This is my last Field Tripping column for City Paper. It has been a good run, a gift to be allowed to write every other week about another adventure in or around the Greatest City In America, for over three years. For this last turn, I'm going to take a field trip around Field Tripping, even though this column was just a hiccup in City Paper's much longer history.
The column spun off from a cover story I wrote for the paper about BronyCon in August 2013. I have long been interested in the obsessions of other people, something I inherited from my dad. "Different strokes," he'd always say, and I share his curiosity for what makes other people love things intensely. Some of my favorite times with him were spent watching other people be really into whatever they were really in to: cat shows, Airstream trailer conventions, RV shows, whatever. As an adult I have sneaked my way into conventions for people who are into so many things—Jazzercise, natural foods, libraries, yachts, antiques, comic books, and yes, "My Little Pony."
I spent a couple days at that BronyCon, attending panels, talking to attendees, and just watching. I love watching. And I also love writing. I wrote a couple thousand words about what I'd seen and heard, and then-editor Evan Serpick asked if I'd like to cover conventions on a more permanent basis. Total dream job.
Are there enough conventions to fill two columns a month, though? Maybe not, so we decided to loosen it up a bit to include Baltimore adventures a bit more broadly—and I've interpreted the idea of "adventure" quite broadly indeed. There was the column about taking a bus to the end of the line just to see where it would go—another budget-conscious good time I learned from my dad. He didn't have a lot of cash when I was a kid, and divorce didn't exactly line his pockets or my mom's, so we spent a decent number of afternoons just going outside to see what would happen. Sometimes we'd happen into a bus ride on a new line or a walk to a park in another neighborhood, but something would always happen.

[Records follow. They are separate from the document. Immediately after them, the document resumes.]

//! Portico, headless.
//!
//! Loads the TOML configuration, validates it, and runs the supervisor
//! until a shutdown signal arrives. SIGHUP reloads the configuration in
//! place. Exit codes: 0 on a clean shutdown, 2 for an invalid
//! configuration, 3 when the supervisor cannot bring up any listener the
//! configuration asked for.

use std::path::PathBuf;
use std::sync::Arc;
use tracing::{error, info, warn};

use portico_proxy::control::ControlApi;
use portico_proxy::engine;
use portico_proxy::sink::{
    MemoryBlacklistStore, MemoryRecordSink, SharedBlacklistStore, SharedRecordSink,
};

const EXIT_OK: i32 = 0;
const EXIT_CONFIG: i32 = 2;
const EXIT_SUPERVISOR: i32 = 3;

fn main() {
    tracing_subscriber::fmt()
        .with_env_filter(
            tracing_subscriber::EnvFilter::try_from_default_env()
                .unwrap_or_else(|_| tracing_subscriber::EnvFilter::new("info")),
        )
        .init();

    let runtime = match tokio::runtime::Runtime::new() {
        Ok(rt) => rt,
        Err(e) => {
            error!(error = %e, "failed to start async runtime");
            std::process::exit(EXIT_SUPERVISOR);
        }
    };

    let code = runtime.block_on(run());
    std::process::exit(code);
}

async fn run() -> i32 {
    let config_path = match std::env::args().nth(1) {
        Some(path) => PathBuf::from(path),
        None => match portico_config::default_config_path() {
            Ok(path) => path,
            Err(e) => {
                error!(error = %e, "cannot resolve configuration path");
                return EXIT_CONFIG;
            }
        },
    };
    info!(path = %config_path.display(), "loading configuration");

    let snapshot = match load_snapshot(&config_path) {
        Ok(snapshot) => snapshot,
        Err(e) => {
            error!(error = %e, "configuration rejected");
            return EXIT_CONFIG;
        }
    };

    // Headless runs persist nothing; the desktop shell wires durable stores.
    let sink: SharedRecordSink = Arc::new(MemoryRecordSink::default());
    let store: SharedBlacklistStore = Arc::new(MemoryBlacklistStore::new());

    let supervisor = engine::build(snapshot.clone(), sink.clone(), store);
    let api = ControlApi::new(supervisor, sink, config_path.clone());

    let status = api.start().await;
    let expected = snapshot.http_rules.iter().filter(|r| r.enabled).count()
        + snapshot.ws_rules.iter().filter(|r| r.enabled).count()
        + snapshot.stream.servers.iter().filter(|s| s.enabled).count();
    let up = status.listeners.iter().filter(|l| l.up).count();
    if expected > 0 && up == 0 {
        error!("no listener came up; shutting down");
        api.stop().await;
        return EXIT_SUPERVISOR;
    }
    info!(listeners_up = up, "proxy running");

    wait_for_signals(&api, &config_path).await;

    info!("shutting down");
    api.stop().await;
    EXIT_OK
}

fn load_snapshot(path: &std::path::Path) -> anyhow::Result<Arc<portico_config::Config>> {
    let (raw, _warnings) = portico_config::load(path)?;
    let validated = portico_config::validate(raw)?;
    Ok(Arc::new(validated))
}

#[cfg(unix)]
async fn wait_for_signals(api: &ControlApi, config_path: &std::path::Path) {
    use tokio::signal::unix::{signal, SignalKind};

    let mut interrupt = match signal(SignalKind::interrupt()) {
        Ok(s) => s,
        Err(e) => {
            error!(error = %e, "cannot install signal handler");
            return;
        }
    };
    let mut terminate = match signal(SignalKind::terminate()) {
        Ok(s) => s,
        Err(e) => {
            error!(error = %e, "cannot install signal handler");
            return;
        }
    };
    let mut hangup = match signal(SignalKind::hangup()) {
        Ok(s) => s,
        Err(e) => {
            error!(error = %e, "cannot install signal handler");
            return;
        }
    };

    loop {
        tokio::select! {
            _ = interrupt.recv() => {
                info!("received SIGINT");
                return;
            }
            _ = terminate.recv() => {
                info!("received SIGTERM");
                return;
            }
            _ = hangup.recv() => {
                info!("received SIGHUP, reloading configuration");
                match load_snapshot(config_path) {
                    Ok(snapshot) => {
                        api.supervisor().apply(snapshot).await;
                        info!("configuration reloaded");
                    }
                    Err(e) => {
                        // Keep running with the previous snapshot.
                        warn!(error = %e, "reload rejected, keeping current configuration");
                    }
                }
            }
        }
    }
}

#[cfg(not(unix))]
async fn wait_for_signals(_api: &ControlApi, _config_path: &std::path::Path) {
    if let Err(e) = tokio::signal::ctrl_c().await {
        error!(error = %e, "cannot wait for ctrl-c");
    }
}
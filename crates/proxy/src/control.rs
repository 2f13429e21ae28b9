//! The runtime control surface invoked by the management shell.
//!
//! Everything the desktop UI (or a headless operator) can do lands here:
//! config get/save with validation and persistence, start/stop/status,
//! partial rule/route toggles, log and metrics queries, and blacklist
//! management. Errors cross this boundary as `anyhow` values; inside the
//! engine they stay typed.

use anyhow::{anyhow, Context, Result};
use std::path::PathBuf;
use std::sync::Arc;
use tokio::sync::broadcast;

use portico_config::{validate, Config};

use crate::events::CoreEvent;
use crate::observe::MetricsPayload;
use crate::runtime::{Status, Supervisor};
use crate::sink::{
    BlacklistEntry, HistoricalSeries, LogPage, LogQuery, SeriesQuery, SharedRecordSink,
};

/// Handle to a running (or stopped) engine.
pub struct ControlApi {
    supervisor: Arc<Supervisor>,
    sink: SharedRecordSink,
    config_path: PathBuf,
}

impl ControlApi {
    pub fn new(supervisor: Arc<Supervisor>, sink: SharedRecordSink, config_path: PathBuf) -> Self {
        Self {
            supervisor,
            sink,
            config_path,
        }
    }

    pub fn supervisor(&self) -> &Arc<Supervisor> {
        &self.supervisor
    }

    // ------------------------------------------------------------------
    // Config
    // ------------------------------------------------------------------

    /// The currently published snapshot.
    pub fn get_config(&self) -> Arc<Config> {
        self.supervisor.snapshot()
    }

    /// Validate, persist, and publish a new configuration. Invalid input
    /// never reaches the runtime.
    pub async fn save_config(&self, raw: Config) -> Result<Arc<Config>> {
        let validated = validate(raw).map_err(|e| anyhow!(e).context("configuration invalid"))?;
        portico_config::save(&self.config_path, &validated)
            .context("persisting configuration failed")?;

        let snapshot = Arc::new(validated);
        self.supervisor.apply(snapshot.clone()).await;
        Ok(snapshot)
    }

    /// Toggle a whole listen rule (HTTP or WS) by its stable id.
    pub async fn set_listen_rule_enabled(&self, rule_id: &str, enabled: bool) -> Result<Arc<Config>> {
        let mut cfg = (*self.get_config()).clone();

        let mut found = false;
        for rule in &mut cfg.http_rules {
            if rule.id.as_str() == rule_id {
                rule.enabled = enabled;
                found = true;
            }
        }
        for rule in &mut cfg.ws_rules {
            if rule.id.as_str() == rule_id {
                rule.enabled = enabled;
                found = true;
            }
        }
        if !found {
            return Err(anyhow!("no rule with id `{rule_id}`"));
        }

        self.save_config(cfg).await
    }

    /// Toggle a single route within an HTTP rule.
    pub async fn set_route_enabled(
        &self,
        rule_id: &str,
        route_id: &str,
        enabled: bool,
    ) -> Result<Arc<Config>> {
        let mut cfg = (*self.get_config()).clone();

        let rule = cfg
            .http_rules
            .iter_mut()
            .find(|r| r.id.as_str() == rule_id)
            .ok_or_else(|| anyhow!("no rule with id `{rule_id}`"))?;
        let route = rule
            .routes
            .iter_mut()
            .find(|r| r.id.as_str() == route_id)
            .ok_or_else(|| anyhow!("no route with id `{route_id}` in rule `{rule_id}`"))?;
        route.enabled = enabled;

        self.save_config(cfg).await
    }

    // ------------------------------------------------------------------
    // Lifecycle
    // ------------------------------------------------------------------

    pub async fn start(&self) -> Status {
        self.supervisor.start().await
    }

    pub async fn stop(&self) -> Status {
        self.supervisor.stop().await
    }

    pub async fn status(&self) -> Status {
        self.supervisor.status().await
    }

    // ------------------------------------------------------------------
    // Telemetry
    // ------------------------------------------------------------------

    pub async fn query_request_logs(&self, query: LogQuery) -> Result<LogPage> {
        self.sink
            .query_logs(query)
            .await
            .context("request log query failed")
    }

    pub async fn query_historical_metrics(&self, query: SeriesQuery) -> Result<HistoricalSeries> {
        self.sink
            .query_series(query)
            .await
            .context("historical metrics query failed")
    }

    /// Listener addresses seen in stored records (for filter dropdowns).
    pub async fn get_listen_addrs(&self) -> Result<Vec<String>> {
        self.sink
            .listen_addrs()
            .await
            .context("listen address query failed")
    }

    pub fn get_metrics(&self) -> MetricsPayload {
        self.supervisor.context().observer.metrics()
    }

    pub fn get_logs(&self) -> Vec<String> {
        self.supervisor.context().observer.logs()
    }

    pub fn clear_logs(&self) {
        self.supervisor.context().observer.clear_logs();
    }

    /// Subscribe to lifecycle/metrics/log events.
    pub fn subscribe_events(&self) -> broadcast::Receiver<CoreEvent> {
        self.supervisor.context().events.subscribe()
    }

    // ------------------------------------------------------------------
    // Blacklist
    // ------------------------------------------------------------------

    /// Add (or replace) a blacklist entry and make it effective
    /// immediately, ahead of the periodic cache refresh.
    pub async fn blacklist_add(
        &self,
        ip: String,
        reason: String,
        duration_sec: i64,
    ) -> Result<BlacklistEntry> {
        let ctx = self.supervisor.context();
        let entry = ctx
            .blacklist
            .add(ip, reason, duration_sec)
            .await
            .context("blacklist insert failed")?;
        ctx.access.cache_ban(&entry.ip, entry.expires_at);
        ctx.observer.push_log(format!(
            "[blacklist] {} banned ({})",
            entry.ip,
            if entry.expires_at == 0 {
                "permanent".to_string()
            } else {
                format!("until {}", entry.expires_at)
            }
        ));
        Ok(entry)
    }

    pub async fn blacklist_remove(&self, ip: &str) -> Result<()> {
        let ctx = self.supervisor.context();
        ctx.blacklist
            .remove(ip)
            .await
            .context("blacklist delete failed")?;
        ctx.access.uncache_ban(ip);
        Ok(())
    }

    pub async fn blacklist_list(&self) -> Result<Vec<BlacklistEntry>> {
        self.supervisor
            .context()
            .blacklist
            .list()
            .await
            .context("blacklist query failed")
    }

    pub async fn blacklist_cache_refresh(&self) {
        self.supervisor.context().access.refresh_blacklist().await;
    }
}

#[cfg(test)]
mod tests {
    use super::*;
    use crate::engine;
    use crate::sink::{MemoryBlacklistStore, MemoryRecordSink};

    fn api() -> (ControlApi, tempfile::TempDir) {
        let dir = tempfile::tempdir().unwrap();
        let path = dir.path().join("config.toml");

        let sink: SharedRecordSink = Arc::new(MemoryRecordSink::default());
        let store: crate::sink::SharedBlacklistStore = Arc::new(MemoryBlacklistStore::new());
        let supervisor = engine::build(Arc::new(Config::default()), sink.clone(), store);

        (ControlApi::new(supervisor, sink, path), dir)
    }

    #[tokio::test]
    async fn save_config_validates_and_persists() {
        let (api, dir) = api();

        let cfg: Config = toml::from_str(
            r#"
            [[http_rules]]
            listen_addrs = [":0"]
            [[http_rules.routes]]
            [[http_rules.routes.upstreams]]
            url = "http://127.0.0.1:9"
            "#,
        )
        .unwrap();

        let saved = api.save_config(cfg).await.unwrap();
        assert!(!saved.http_rules[0].id.is_blank(), "ids filled on save");
        assert!(dir.path().join("config.toml").exists());

        // Invalid config is rejected without publishing.
        let bad: Config = toml::from_str(
            r#"
            [[http_rules]]
            listen_addrs = ["nonsense"]
            [[http_rules.routes]]
            [[http_rules.routes.upstreams]]
            url = "http://127.0.0.1:9"
            "#,
        )
        .unwrap();
        assert!(api.save_config(bad).await.is_err());
        assert_eq!(api.get_config(), saved);
    }

    #[tokio::test]
    async fn rule_and_route_toggles_round_trip() {
        let (api, _dir) = api();

        let cfg: Config = toml::from_str(
            r#"
            [[http_rules]]
            id = "edge"
            listen_addrs = [":0"]
            [[http_rules.routes]]
            id = "api"
            [[http_rules.routes.upstreams]]
            url = "http://127.0.0.1:9"
            [[http_rules.routes]]
            id = "web"
            [[http_rules.routes.upstreams]]
            url = "http://127.0.0.1:9"
            "#,
        )
        .unwrap();
        api.save_config(cfg).await.unwrap();

        let updated = api.set_route_enabled("edge", "api", false).await.unwrap();
        assert!(!updated.http_rules[0].routes[0].enabled);
        assert!(updated.http_rules[0].routes[1].enabled);

        let updated = api.set_listen_rule_enabled("edge", false).await.unwrap();
        assert!(!updated.http_rules[0].enabled);

        assert!(api.set_listen_rule_enabled("ghost", true).await.is_err());
    }

    #[tokio::test]
    async fn blacklist_flow_hits_access_control_immediately() {
        let (api, _dir) = api();

        api.blacklist_add("203.0.113.50".into(), "abuse".into(), 0)
            .await
            .unwrap();
        assert!(api
            .supervisor()
            .context()
            .access
            .is_blacklisted("203.0.113.50"));

        let entries = api.blacklist_list().await.unwrap();
        assert_eq!(entries.len(), 1);

        api.blacklist_remove("203.0.113.50").await.unwrap();
        assert!(!api
            .supervisor()
            .context()
            .access
            .is_blacklisted("203.0.113.50"));
    }
}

That was true when I was a kid, and it is true now. One of my favorite things about living in Baltimore is that just heading outside without an agenda gets you good stories. Last weekend, for example, I left the house with a plan to walk the two miles or so to pick up our farm share. I stopped on the way at R. House to use their bathrooms, where I ran into a friend I rarely see off the internet. I had a good chat with the staff at Mill Valley General Store about the quality of eggplants this year and walked for a half mile or so with a guy I'd just met chatting about the weather and how lucky we both were to be alive on that particular sunny early fall Sunday. Nothing "happened," but a lot of the things I love about living in Baltimore did.

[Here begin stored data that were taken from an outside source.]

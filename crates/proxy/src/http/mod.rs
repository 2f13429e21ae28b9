//! The HTTP(S) proxy engine: per-listener accept loops, TLS termination,
//! and connection dispatch into the request handler.
//!
//! One [`HttpListener`] exists per bound address of an HTTP rule. Its
//! bindings (rule, limits, compression, limiter) sit behind a single
//! swappable `Arc` so reconfiguration of an unchanged listener is one
//! pointer store; every request captures the bindings once at its start and
//! keeps that view for its whole life.

pub mod handler;
pub mod static_files;

use hyper::service::service_fn;
use hyper_util::rt::{TokioExecutor, TokioIo};
use hyper_util::server::conn::auto;
use parking_lot::RwLock;
use std::net::SocketAddr;
use std::sync::Arc;
use std::time::Duration;
use tokio::net::TcpListener;
use tokio_rustls::TlsAcceptor;
use tracing::{debug, info, warn};

use portico_config::{Compression, HttpRule, Limits, ListenAddr, TlsConfig};

use crate::context::EngineCtx;
use crate::drain::DrainTracker;
use crate::errors::ProxyError;
use crate::limit::RateLimiter;
use crate::observe::epoch_now;
use crate::sink::RequestRecord;
use crate::tls;

/// The hot-swappable per-listener view of the config snapshot.
pub struct Bindings {
    pub rule: Arc<HttpRule>,
    pub limits: Arc<Limits>,
    pub compression: Arc<Compression>,
    pub limiter: Option<Arc<RateLimiter>>,
}

impl Bindings {
    pub fn new(rule: &HttpRule, limits: &Limits, compression: &Compression) -> Arc<Self> {
        Arc::new(Self {
            rule: Arc::new(rule.clone()),
            limits: Arc::new(limits.clone()),
            compression: Arc::new(compression.clone()),
            limiter: rule.rate_limit.as_ref().map(|rl| Arc::new(RateLimiter::new(rl))),
        })
    }
}

/// One bound address of an HTTP rule.
pub struct HttpListener {
    /// The configured address string; used as the node key in logs,
    /// metrics, and status reports.
    pub listen_addr: String,
    pub bind: ListenAddr,
    /// TLS material captured at listener start. Changing it restarts the
    /// listener (the supervisor treats it as a bind-parameter change).
    pub tls: Option<TlsConfig>,
    bindings: RwLock<Arc<Bindings>>,
    pub ctx: Arc<EngineCtx>,
    pub drain: DrainTracker,
}

impl HttpListener {
    pub fn new(
        listen_addr: String,
        bind: ListenAddr,
        rule: &HttpRule,
        limits: &Limits,
        compression: &Compression,
        ctx: Arc<EngineCtx>,
    ) -> Arc<Self> {
        Arc::new(Self {
            listen_addr,
            bind,
            tls: rule.tls.clone(),
            bindings: RwLock::new(Bindings::new(rule, limits, compression)),
            ctx,
            drain: DrainTracker::new(),
        })
    }

    /// Snapshot the current bindings; each request calls this once.
    pub fn bindings(&self) -> Arc<Bindings> {
        self.bindings.read().clone()
    }

    /// Swap in new bindings; in-flight requests keep their captured view.
    pub fn swap_bindings(&self, bindings: Arc<Bindings>) {
        *self.bindings.write() = bindings;
    }

    /// Whether this listener terminates TLS.
    pub fn is_tls(&self) -> bool {
        self.tls.is_some()
    }

    pub fn port(&self) -> u16 {
        self.bind.addr.port()
    }

    /// Accept connections until the surrounding task is cancelled. Returns
    /// only on bind loss; transient accept errors are logged and retried.
    pub async fn serve(self: Arc<Self>) -> Result<(), ProxyError> {
        let listener = TcpListener::bind(self.bind.addr)
            .await
            .map_err(|e| ProxyError::Bind {
                addr: self.listen_addr.clone(),
                reason: e.to_string(),
            })?;

        let acceptor = match &self.tls {
            Some(paths) => {
                let enable_http2 = self.bindings().limits.enable_http2;
                Some(tls::acceptor(&paths.cert_file, &paths.key_file, enable_http2)?)
            }
            None => None,
        };

        info!(
            listen_addr = %self.listen_addr,
            bound = %self.bind.addr,
            tls = acceptor.is_some(),
            "http listener accepting"
        );

        loop {
            match listener.accept().await {
                Ok((stream, peer)) => {
                    let _ = stream.set_nodelay(true);
                    let listener = self.clone();
                    let acceptor = acceptor.clone();
                    tokio::spawn(async move {
                        listener.handle_connection(acceptor, stream, peer).await;
                    });
                }
                Err(e) => {
                    warn!(listen_addr = %self.listen_addr, error = %e, "accept error");
                    tokio::time::sleep(Duration::from_millis(100)).await;
                }
            }
        }
    }

    async fn handle_connection(
        self: Arc<Self>,
        acceptor: Option<TlsAcceptor>,
        stream: tokio::net::TcpStream,
        peer: SocketAddr,
    ) {
        let _guard = self.drain.enter();
        let tls_on = acceptor.is_some();

        match acceptor {
            Some(acceptor) => {
                let handshake_timeout =
                    Duration::from_millis(self.bindings().limits.connect_timeout_ms.max(1));
                let tls_stream = match tokio::time::timeout(
                    handshake_timeout,
                    acceptor.accept(stream),
                )
                .await
                {
                    Ok(Ok(s)) => s,
                    Ok(Err(e)) => {
                        self.observe_tls_failure(peer, &e.to_string());
                        return;
                    }
                    Err(_) => {
                        self.observe_tls_failure(peer, "handshake timeout");
                        return;
                    }
                };
                self.serve_http(tls_stream, peer, tls_on).await;
            }
            None => {
                self.serve_http(stream, peer, tls_on).await;
            }
        }
    }

    async fn serve_http<S>(self: Arc<Self>, io: S, peer: SocketAddr, tls_on: bool)
    where
        S: tokio::io::AsyncRead + tokio::io::AsyncWrite + Unpin + Send + 'static,
    {
        let listener = self.clone();
        let service = service_fn(move |req| {
            let listener = listener.clone();
            async move { handler::handle(listener, peer, tls_on, req).await }
        });

        let builder = auto::Builder::new(TokioExecutor::new());
        if let Err(e) = builder
            .serve_connection_with_upgrades(TokioIo::new(io), service)
            .await
        {
            debug!(peer = %peer, error = %e, "connection ended with error");
        }
    }

    /// A handshake that never produced a request still emits exactly one
    /// observation, with status 0.
    fn observe_tls_failure(&self, peer: SocketAddr, reason: &str) {
        warn!(listen_addr = %self.listen_addr, peer = %peer, reason, "TLS handshake failed");
        self.ctx.observer.push_log(format!(
            "[NODE {}] TLS handshake failed from {}: {}",
            self.listen_addr, peer, reason
        ));
        self.ctx.observer.observe(RequestRecord {
            timestamp: epoch_now(),
            listen_addr: self.listen_addr.clone(),
            client_ip: peer.ip().to_string(),
            peer_ip: peer.ip().to_string(),
            method: String::new(),
            host: String::new(),
            path: String::new(),
            status: 0,
            upstream: String::new(),
            route_id: String::new(),
            latency_ms: 0.0,
            bytes_in: 0,
            bytes_out: 0,
            user_agent: String::new(),
            referer: String::new(),
        });
    }
}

And they do every day for me, mostly because I don't own a car and get around the city on foot, by bike, or by bus. I get to chat with my neighbors, say how-you-doin's all over town, and share the special bond of mutual anger at a bus system that just doesn't work for a lot of us. Earlier this week I met a woman in the bike lane as we both waited for the light to turn green, and by the time we made it to our respective bike racks downtown I'd shown her how to ride safely in the streets outside of the bike lane, and she showed me what the bike lane means to her and reminded me, again, of the power of infrastructure to enable new ways of being in the world. Not bad for a morning commute.
Field Tripping has given me an excuse to explore tourist traps in the city (y'all should take that speedboat ride on the harbor if you haven't already), take short trips around the region, pretend to be "press" at industry-only conventions, and just pay attention in a slightly different way to the travels of the everyday.

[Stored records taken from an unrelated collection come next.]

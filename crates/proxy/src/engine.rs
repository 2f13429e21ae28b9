//! Engine assembly.

use std::sync::Arc;

use portico_config::Config;

use crate::access::AccessControl;
use crate::context::EngineCtx;
use crate::events::EventBus;
use crate::observe::Observer;
use crate::runtime::Supervisor;
use crate::sink::{SharedBlacklistStore, SharedRecordSink};
use crate::upstream::pool::UpstreamPool;
use crate::upstream::Selector;

/// Wire the shared components and return a supervisor over `snapshot`.
///
/// The embedding shell supplies the persistence (`sink`, `store`); headless
/// runs pass the in-memory implementations.
pub fn build(
    snapshot: Arc<Config>,
    sink: SharedRecordSink,
    store: SharedBlacklistStore,
) -> Arc<Supervisor> {
    let events = EventBus::default();
    let observer = Observer::new(sink, events.clone());

    let ctx = Arc::new(EngineCtx {
        access: Arc::new(AccessControl::new(store.clone(), &snapshot.access)),
        selector: Arc::new(Selector::new()),
        pool: Arc::new(UpstreamPool::new(&snapshot.limits)),
        observer,
        blacklist: store,
        events,
    });

    Supervisor::new(ctx, snapshot)
}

And then my dad was killed by a driver and the column took a different turn for the next six months or so as I tried to find my bearings. I had a column due the week he died, and ever the A student, I turned it in—a little early even, if I remember correctly. It was the afternoon after we gathered as a family to shut down the breathing machines, hold hands, and softly waited for him to take his last breaths. We spent the day staring blankly at the TV as "The Great British Baking Show" played continuously. (This is a really kind show—highly recommended as sudden-and-unexpected-grief background noise.) I tapped away at my computer, 1,000 words about the worst field trip ever, tears streaming down my face as I peeked over the edge of the black hole of grief.
It felt strange to write so personally and even stranger that people read it. Vulnerability is hard in person, and to be vulnerable in the free newspaper people read while waiting for the bus or drinking alone (that's when I read it, anyway)—well, that's kind of weird. But writing about and through that grief has been an amazing experience, and I will forever be grateful to City Paper for giving me that space. Writing has been a major part of my grief process, and sharing it with readers has been remarkably and unexpectedly healing. That wasn't a field trip I was planning to take, but there you go.
I write—and think and feel—about a lot of things other than grief now, almost two years away from that first my-dad-died-unexpectedly column, but life is tinged differently since that happened, and I think that's a permanent state of things. Writing for City Paper has shaped my writing, my voice, and my views of Baltimore permanently too. Both of these things are good, in very different ways. Gratitude, and you will be missed.